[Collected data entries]
BEGIN
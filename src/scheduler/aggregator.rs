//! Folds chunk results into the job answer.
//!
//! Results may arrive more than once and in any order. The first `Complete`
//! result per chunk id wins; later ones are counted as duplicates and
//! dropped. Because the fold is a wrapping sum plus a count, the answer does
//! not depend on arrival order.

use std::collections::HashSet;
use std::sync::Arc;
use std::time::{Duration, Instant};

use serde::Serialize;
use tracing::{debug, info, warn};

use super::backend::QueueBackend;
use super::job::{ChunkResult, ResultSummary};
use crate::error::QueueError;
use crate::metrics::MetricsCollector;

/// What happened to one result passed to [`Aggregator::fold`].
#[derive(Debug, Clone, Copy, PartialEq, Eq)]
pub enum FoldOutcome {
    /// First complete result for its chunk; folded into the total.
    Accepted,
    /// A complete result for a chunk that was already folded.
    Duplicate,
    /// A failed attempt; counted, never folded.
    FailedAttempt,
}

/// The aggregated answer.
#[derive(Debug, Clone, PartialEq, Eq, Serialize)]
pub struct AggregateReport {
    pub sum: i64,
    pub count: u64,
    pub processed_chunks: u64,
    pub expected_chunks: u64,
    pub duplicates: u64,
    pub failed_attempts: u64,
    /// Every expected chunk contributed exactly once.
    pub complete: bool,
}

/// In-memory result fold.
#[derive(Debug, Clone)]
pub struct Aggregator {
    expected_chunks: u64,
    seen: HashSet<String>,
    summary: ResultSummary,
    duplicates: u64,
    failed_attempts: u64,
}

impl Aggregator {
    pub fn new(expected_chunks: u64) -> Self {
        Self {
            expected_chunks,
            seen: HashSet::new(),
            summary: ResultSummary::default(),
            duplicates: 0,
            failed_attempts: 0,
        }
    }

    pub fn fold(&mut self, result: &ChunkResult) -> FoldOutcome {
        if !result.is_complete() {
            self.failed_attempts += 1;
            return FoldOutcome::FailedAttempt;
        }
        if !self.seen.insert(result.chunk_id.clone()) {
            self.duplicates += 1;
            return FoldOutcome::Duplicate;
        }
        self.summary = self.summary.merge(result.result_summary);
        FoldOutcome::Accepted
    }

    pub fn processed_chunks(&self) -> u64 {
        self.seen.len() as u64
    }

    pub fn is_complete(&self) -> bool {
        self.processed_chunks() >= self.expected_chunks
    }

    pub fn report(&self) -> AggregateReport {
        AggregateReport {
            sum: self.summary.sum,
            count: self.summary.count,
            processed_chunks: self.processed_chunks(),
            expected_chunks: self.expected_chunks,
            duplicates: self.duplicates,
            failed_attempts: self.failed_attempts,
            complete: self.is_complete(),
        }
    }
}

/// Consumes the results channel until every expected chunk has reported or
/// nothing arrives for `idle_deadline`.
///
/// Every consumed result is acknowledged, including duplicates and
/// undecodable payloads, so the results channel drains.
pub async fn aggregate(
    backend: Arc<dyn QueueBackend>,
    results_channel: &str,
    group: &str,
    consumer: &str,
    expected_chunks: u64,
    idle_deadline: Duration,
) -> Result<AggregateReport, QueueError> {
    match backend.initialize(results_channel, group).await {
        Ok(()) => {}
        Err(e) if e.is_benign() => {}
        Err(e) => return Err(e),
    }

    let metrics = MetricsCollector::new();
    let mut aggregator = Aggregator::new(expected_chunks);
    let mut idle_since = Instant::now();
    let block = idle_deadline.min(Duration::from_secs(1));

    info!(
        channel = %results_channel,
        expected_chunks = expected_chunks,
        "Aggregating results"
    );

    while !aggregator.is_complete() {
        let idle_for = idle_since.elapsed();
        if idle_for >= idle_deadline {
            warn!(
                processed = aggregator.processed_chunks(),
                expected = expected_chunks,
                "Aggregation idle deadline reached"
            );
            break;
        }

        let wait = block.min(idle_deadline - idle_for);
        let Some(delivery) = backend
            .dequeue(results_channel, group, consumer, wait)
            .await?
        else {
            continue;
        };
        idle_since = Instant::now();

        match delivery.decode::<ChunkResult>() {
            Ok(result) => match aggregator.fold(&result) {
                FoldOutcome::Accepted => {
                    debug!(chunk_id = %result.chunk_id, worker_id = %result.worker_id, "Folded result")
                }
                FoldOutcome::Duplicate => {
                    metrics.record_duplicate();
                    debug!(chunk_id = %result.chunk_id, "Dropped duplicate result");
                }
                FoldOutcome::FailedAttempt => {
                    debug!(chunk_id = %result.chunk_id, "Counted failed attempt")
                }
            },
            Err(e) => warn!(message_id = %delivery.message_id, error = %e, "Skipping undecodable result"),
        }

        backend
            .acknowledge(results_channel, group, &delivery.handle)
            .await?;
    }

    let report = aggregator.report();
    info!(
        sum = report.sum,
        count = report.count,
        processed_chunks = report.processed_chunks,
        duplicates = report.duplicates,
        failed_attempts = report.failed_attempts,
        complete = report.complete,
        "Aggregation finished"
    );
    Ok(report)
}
END
BEGIN
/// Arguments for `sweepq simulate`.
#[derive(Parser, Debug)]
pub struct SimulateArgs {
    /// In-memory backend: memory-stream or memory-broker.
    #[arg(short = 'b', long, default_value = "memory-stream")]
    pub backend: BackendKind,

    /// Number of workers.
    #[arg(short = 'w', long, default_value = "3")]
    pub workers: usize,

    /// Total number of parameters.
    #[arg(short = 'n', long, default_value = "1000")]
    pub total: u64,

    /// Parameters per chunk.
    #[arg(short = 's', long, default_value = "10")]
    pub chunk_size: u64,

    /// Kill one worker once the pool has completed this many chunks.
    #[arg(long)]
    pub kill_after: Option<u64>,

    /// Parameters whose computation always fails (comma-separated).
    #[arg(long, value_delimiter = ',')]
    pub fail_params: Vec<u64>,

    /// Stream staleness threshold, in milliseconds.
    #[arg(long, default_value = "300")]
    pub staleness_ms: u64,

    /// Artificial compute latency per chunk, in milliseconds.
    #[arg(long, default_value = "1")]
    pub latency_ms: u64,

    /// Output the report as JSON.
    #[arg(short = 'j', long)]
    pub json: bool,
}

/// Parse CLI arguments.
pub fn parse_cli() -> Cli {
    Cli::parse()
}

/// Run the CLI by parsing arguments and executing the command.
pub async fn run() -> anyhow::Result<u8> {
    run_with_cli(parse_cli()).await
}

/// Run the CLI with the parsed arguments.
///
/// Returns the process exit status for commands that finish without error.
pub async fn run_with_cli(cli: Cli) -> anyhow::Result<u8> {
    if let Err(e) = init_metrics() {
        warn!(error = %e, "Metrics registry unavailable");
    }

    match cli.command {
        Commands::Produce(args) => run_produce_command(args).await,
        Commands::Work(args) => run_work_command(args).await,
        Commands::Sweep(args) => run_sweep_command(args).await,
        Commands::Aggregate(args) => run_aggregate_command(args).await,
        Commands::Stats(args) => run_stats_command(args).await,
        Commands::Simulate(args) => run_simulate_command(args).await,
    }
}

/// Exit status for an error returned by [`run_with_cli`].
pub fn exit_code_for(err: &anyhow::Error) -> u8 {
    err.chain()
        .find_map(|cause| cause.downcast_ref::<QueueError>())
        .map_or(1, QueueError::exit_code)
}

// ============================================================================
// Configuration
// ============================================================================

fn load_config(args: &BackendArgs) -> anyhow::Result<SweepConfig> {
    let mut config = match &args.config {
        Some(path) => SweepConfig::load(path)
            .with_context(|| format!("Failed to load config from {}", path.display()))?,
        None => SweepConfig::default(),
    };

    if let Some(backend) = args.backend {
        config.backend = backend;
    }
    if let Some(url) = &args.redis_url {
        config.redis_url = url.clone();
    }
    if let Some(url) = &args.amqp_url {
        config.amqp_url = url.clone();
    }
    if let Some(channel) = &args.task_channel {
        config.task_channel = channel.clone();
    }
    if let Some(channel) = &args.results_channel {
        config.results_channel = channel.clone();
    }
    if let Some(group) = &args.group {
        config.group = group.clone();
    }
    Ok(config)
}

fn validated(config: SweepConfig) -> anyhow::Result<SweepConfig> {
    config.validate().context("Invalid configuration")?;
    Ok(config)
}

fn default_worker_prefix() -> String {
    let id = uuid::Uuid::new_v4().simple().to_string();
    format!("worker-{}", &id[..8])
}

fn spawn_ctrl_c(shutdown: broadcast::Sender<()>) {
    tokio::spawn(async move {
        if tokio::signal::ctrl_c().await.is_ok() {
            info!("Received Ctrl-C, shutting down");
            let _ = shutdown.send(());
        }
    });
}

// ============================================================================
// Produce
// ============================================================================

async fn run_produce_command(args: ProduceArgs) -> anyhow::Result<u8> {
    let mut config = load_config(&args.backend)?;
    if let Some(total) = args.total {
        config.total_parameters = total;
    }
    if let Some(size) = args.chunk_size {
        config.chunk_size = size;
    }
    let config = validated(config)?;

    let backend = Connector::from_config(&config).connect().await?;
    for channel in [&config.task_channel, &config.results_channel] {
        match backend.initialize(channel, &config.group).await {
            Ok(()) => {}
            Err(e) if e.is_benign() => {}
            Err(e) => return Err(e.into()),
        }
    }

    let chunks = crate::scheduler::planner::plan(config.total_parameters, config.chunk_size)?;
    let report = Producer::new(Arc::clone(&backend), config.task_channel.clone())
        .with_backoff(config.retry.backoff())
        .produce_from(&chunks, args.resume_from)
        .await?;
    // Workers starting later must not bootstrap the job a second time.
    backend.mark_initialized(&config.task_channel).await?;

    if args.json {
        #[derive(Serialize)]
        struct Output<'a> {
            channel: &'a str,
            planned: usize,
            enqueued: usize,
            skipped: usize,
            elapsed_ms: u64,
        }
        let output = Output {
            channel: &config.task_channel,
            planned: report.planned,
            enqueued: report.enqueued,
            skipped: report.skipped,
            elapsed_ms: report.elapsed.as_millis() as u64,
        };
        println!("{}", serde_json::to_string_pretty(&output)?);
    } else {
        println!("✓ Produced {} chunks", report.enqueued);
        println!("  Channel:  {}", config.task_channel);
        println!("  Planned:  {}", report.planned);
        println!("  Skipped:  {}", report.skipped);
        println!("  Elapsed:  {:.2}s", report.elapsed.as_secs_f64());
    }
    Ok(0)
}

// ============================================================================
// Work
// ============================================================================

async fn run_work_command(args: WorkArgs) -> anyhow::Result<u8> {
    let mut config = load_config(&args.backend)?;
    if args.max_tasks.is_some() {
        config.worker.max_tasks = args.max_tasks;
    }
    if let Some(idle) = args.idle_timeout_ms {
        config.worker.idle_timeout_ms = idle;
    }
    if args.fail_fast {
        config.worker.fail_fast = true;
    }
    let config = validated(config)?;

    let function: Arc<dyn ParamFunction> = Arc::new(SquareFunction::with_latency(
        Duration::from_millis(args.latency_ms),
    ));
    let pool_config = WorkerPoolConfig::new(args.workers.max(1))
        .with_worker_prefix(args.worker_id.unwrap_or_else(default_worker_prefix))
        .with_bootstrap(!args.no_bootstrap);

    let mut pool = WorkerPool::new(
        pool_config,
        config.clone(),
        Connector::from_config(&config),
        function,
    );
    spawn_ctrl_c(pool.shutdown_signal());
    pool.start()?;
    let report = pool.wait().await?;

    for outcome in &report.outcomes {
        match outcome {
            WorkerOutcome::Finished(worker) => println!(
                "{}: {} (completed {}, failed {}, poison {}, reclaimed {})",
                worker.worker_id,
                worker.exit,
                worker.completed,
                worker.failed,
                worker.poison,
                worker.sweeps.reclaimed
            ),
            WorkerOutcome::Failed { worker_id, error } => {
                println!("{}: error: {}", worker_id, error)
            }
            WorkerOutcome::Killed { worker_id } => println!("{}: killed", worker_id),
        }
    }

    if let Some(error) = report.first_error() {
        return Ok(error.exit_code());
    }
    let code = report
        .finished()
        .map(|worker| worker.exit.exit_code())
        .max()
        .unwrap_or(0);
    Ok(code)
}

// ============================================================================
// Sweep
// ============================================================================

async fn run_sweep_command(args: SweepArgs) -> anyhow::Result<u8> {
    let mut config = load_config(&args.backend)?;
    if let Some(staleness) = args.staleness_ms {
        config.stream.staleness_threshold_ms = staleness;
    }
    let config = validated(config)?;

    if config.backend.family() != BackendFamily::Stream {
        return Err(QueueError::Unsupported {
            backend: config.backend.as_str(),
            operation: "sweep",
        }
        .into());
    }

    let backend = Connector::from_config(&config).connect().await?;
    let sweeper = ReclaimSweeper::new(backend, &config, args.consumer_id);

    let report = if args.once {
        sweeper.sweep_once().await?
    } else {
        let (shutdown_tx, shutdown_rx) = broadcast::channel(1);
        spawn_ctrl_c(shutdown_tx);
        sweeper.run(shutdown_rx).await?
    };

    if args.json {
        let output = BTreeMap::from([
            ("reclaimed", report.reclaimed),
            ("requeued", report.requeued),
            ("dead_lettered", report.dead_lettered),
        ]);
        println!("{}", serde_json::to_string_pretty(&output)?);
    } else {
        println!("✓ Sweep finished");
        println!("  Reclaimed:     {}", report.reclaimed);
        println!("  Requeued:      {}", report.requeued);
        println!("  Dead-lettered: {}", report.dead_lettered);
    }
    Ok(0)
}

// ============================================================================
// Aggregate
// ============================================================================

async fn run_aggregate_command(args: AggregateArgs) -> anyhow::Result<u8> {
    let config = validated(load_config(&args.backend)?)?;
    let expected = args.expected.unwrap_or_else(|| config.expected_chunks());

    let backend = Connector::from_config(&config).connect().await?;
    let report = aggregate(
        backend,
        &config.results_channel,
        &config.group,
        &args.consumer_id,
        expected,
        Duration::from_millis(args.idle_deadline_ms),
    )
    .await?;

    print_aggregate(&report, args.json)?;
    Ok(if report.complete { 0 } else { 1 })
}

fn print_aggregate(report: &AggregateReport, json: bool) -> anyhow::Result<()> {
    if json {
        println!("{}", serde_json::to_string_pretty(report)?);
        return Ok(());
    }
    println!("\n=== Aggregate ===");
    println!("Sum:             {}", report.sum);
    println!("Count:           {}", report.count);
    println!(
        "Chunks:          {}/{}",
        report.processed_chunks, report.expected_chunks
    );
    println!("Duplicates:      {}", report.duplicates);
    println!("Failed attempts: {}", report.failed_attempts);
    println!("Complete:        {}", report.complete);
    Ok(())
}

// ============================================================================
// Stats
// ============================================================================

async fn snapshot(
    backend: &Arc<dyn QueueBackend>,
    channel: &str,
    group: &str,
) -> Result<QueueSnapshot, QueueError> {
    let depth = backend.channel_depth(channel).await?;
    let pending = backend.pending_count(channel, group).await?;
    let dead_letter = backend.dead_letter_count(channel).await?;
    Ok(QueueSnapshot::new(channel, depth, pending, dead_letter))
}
END
BEGIN
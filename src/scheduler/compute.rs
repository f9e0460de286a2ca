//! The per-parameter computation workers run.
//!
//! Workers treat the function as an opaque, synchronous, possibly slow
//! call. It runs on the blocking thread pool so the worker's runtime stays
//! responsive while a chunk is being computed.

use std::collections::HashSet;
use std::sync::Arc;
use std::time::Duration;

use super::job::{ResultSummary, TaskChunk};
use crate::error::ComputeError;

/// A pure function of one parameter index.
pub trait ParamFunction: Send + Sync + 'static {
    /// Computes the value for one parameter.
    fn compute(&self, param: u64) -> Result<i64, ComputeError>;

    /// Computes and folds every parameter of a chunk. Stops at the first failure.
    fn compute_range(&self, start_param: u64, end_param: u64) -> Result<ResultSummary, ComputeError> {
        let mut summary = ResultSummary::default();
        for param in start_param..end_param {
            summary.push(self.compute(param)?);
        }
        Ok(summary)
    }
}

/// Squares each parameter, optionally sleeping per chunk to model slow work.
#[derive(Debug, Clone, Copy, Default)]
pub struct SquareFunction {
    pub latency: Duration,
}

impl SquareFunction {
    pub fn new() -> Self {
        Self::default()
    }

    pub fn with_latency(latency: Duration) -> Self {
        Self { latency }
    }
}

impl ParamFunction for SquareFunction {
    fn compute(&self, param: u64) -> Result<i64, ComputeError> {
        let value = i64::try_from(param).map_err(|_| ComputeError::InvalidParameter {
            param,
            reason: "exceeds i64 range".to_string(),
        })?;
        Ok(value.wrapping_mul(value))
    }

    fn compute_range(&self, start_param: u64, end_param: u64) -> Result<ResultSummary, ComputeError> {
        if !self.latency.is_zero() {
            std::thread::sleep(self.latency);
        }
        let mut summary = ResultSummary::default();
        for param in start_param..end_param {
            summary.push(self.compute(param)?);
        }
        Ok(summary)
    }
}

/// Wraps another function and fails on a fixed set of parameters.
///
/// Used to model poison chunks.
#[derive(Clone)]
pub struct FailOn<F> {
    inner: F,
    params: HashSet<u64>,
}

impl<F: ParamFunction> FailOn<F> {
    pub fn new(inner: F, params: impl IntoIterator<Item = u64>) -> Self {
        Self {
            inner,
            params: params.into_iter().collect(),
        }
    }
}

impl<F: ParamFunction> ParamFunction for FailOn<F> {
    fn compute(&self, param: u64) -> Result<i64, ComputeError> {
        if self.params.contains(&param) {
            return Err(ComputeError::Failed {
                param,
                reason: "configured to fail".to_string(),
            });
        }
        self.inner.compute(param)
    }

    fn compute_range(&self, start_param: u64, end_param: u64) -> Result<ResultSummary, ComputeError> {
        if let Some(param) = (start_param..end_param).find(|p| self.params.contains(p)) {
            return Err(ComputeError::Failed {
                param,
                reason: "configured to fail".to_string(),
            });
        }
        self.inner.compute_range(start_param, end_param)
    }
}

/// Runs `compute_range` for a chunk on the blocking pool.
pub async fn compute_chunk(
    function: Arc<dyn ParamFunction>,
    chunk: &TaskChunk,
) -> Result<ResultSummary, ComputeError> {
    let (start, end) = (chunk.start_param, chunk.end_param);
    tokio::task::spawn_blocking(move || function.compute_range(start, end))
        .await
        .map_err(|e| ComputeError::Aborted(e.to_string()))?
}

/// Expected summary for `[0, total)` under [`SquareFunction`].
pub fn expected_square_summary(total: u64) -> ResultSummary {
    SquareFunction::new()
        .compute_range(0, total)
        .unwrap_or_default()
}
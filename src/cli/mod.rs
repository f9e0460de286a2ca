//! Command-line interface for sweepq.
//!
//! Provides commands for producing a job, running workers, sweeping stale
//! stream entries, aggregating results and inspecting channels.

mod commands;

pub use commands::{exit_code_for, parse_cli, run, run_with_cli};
END
- [Aim of the task] Copy all lines from the entries that contain the word "delivery".

- [Result]
        let Some(delivery) = backend
        match delivery.decode::<ChunkResult>() {
            Err(e) => warn!(message_id = %delivery.message_id, error = %e, "Skipping undecodable result"),
            .acknowledge(results_channel, group, &delivery.handle)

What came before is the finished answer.